Are companies forcing their employees to become slaves to their email devices?
At some point in the future it’s not too hard to imagine that employees will be expected to not only have a cell phone in their possession at all time, but also the ability to send and receive email. After all, the iPhone and Blackberry are taking over hosts of companies as we speak.
Executives like the idea of sending email back and forth with their employees at 11:00 pm if the need arises, making sure that the urgent business needs of the company are being met. In these challenging economic times, it’s one of those things that is required to gain the extra edge over the competition.
It starts simply enough, I imagine. A company buys internet-enabled PDA’s for its executives who become addicted to their use. After a while, they provide units for their subordinates, the better to keep in touch with a convenient email. Employees welcome the devices with their powerful capabilities.
Some might resist them at first, but it’s easy to predict that anyone who is serious about their corporate career can’t afford to be left out of the loop on critical conversations that are happening in the odd hours outside of 9-5.
In the face of peer pressure, it’s not hard to imagine a time when every single employee (and certainly those is management) will be expected to have a device in their possession. It’s likely to become as ubiquitous as the personal computer.
What’s disturbing is not that we’ll all have the convenience of 24 hour email access at our fingertips, but the likelihood that the poor time management habits displayed by today’s Blackberry users will become widespread.
Today’s users have used the device to unwittingly cement into place some habits that destroy their own productivity and that of those around them. As the percentage of employees in a company increase, there is likely to be a couple of developments — the first is a user’s “bill of rights” and the second is a new set of habits that must be taught to users in order to prevent the device from ruining their efficiency.
A user’s “bill of rights” might take form of a set of policies in companies that discourage the use of the device to some pre-agreed standards of engagement. At the moment, peer pressure is turning holidays, weekends and vacations into further opportunities to check email just before going to bed and right after waking up in the morning.

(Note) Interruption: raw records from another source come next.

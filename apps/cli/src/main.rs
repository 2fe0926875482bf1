//! Liftoff CLI - config-driven launcher for lerobot training runs.
//!
//! Reads a YAML run config, installs policy extras, invokes the training
//! entry point, and mirrors its exit code. Upload and instance teardown
//! run afterwards when enabled, and never change the exit status.

use clap::Parser;
use colored::Colorize;
use std::path::PathBuf;
use tracing::Level;
use tracing_subscriber::FmtSubscriber;

/// Launch a lerobot training run from a YAML config.
#[derive(Parser, Debug)]
#[command(
    name = "liftoff",
    author,
    version,
    about = "Launch lerobot training runs from a YAML config"
)]
struct Args {
    /// Path to the run config YAML file (relative paths resolve against the
    /// workspace root)
    #[arg(short, long)]
    config: PathBuf,

    /// Log level (trace, debug, info, warn, error)
    #[arg(short, long, default_value = "info")]
    log_level: String,

    /// Print the training command without running anything
    #[arg(long)]
    dry_run: bool,
}

#[tokio::main]
async fn main() -> anyhow::Result<()> {
    let args = Args::parse();

    // Initialize tracing
    let level = match args.log_level.as_str() {
        "trace" => Level::TRACE,
        "debug" => Level::DEBUG,
        "info" => Level::INFO,
        "warn" => Level::WARN,
        "error" => Level::ERROR,
        _ => Level::INFO,
    };
    let subscriber =
        FmtSubscriber::builder().with_max_level(level).without_time().with_target(false).finish();
    tracing::subscriber::set_global_default(subscriber)?;

    match liftoff_launcher::pipeline::run(&args.config, args.dry_run).await {
        Ok(code) => std::process::exit(code),
        Err(e) => {
            eprintln!("{} {e}", "error:".red().bold());
            std::process::exit(1);
        }
    }
}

This is not just a matter of setting arbitrary rules. Even a bill user’s bill or rights would have to be implemented for a reason — the behaviors undermine top performance when they are allowed to proliferate. This and other facts related to personal productivity would need to be taught to employees at all levels, rather than simply legislated without justification.
The second development would be solid training in Time Management 2.0, in which users are guided in the development of their own time management systems. They could use the opportunity to build a system of new habits that incorporates their internet device, and doesn’t simply rely on old habits that don’t work with the new technology.
Current-day device users who have never taken this step are well known for their poor time management habits.
Interruption Madness: Today’s Blackberry and iPhone users are known for the ability to interrupt _anything_ to check email. From bodily functions, to weddings, dates, funerals, legal proceedings, speeches, meetings, phone conversations, driving, cycling… apparently the only places to be safe from email-device users is when they are swimming or taking a shower!
Look for the Blackberry users in the crowd at the presidential inauguration in January, too busy to pay attention to what’s happening in front of them.
The Glazed Look of Half-Attention
The device users of today have become expert at the glazed look of half-attention. They pretend to be listening to the what is happening in front of them, but their attention is on the device and on the message they are sending to a recipient miles away.
The Sheepish Smile
Now and again the user gets busted. Confronted by another person who is on the receiving end of their poor manners, they wake with a jump out of their email induced stupor with either an excuse – “I am listening!” – or an embarassed smile on their faces. It’s only at that moment they realize that have switched off the person they were interacting with as one would change a television channel.
These are hardly the signs of greater productivity. In today’s complex business environment what’s required is greater focus and in-depth thinking, not rather than an epidemic of casual attention, short-attention spans and and superficial dialogue.
This is where companies need to be quite careful. Buying these devices for all staff may indeed increase the convenience of sending and receiving email, and there might be 1 or 2 emails per year that benefit from a 2:00am response. However, a company that unwittingly multiplies today’s poor time management habits manyfold with the purchase of portable email devices will only do itself a great disservice.
The predicted loss in productivity can be prevented by giving everyone the chance to design their own time management system afresh, because the presence of the device in their lives simply requires it.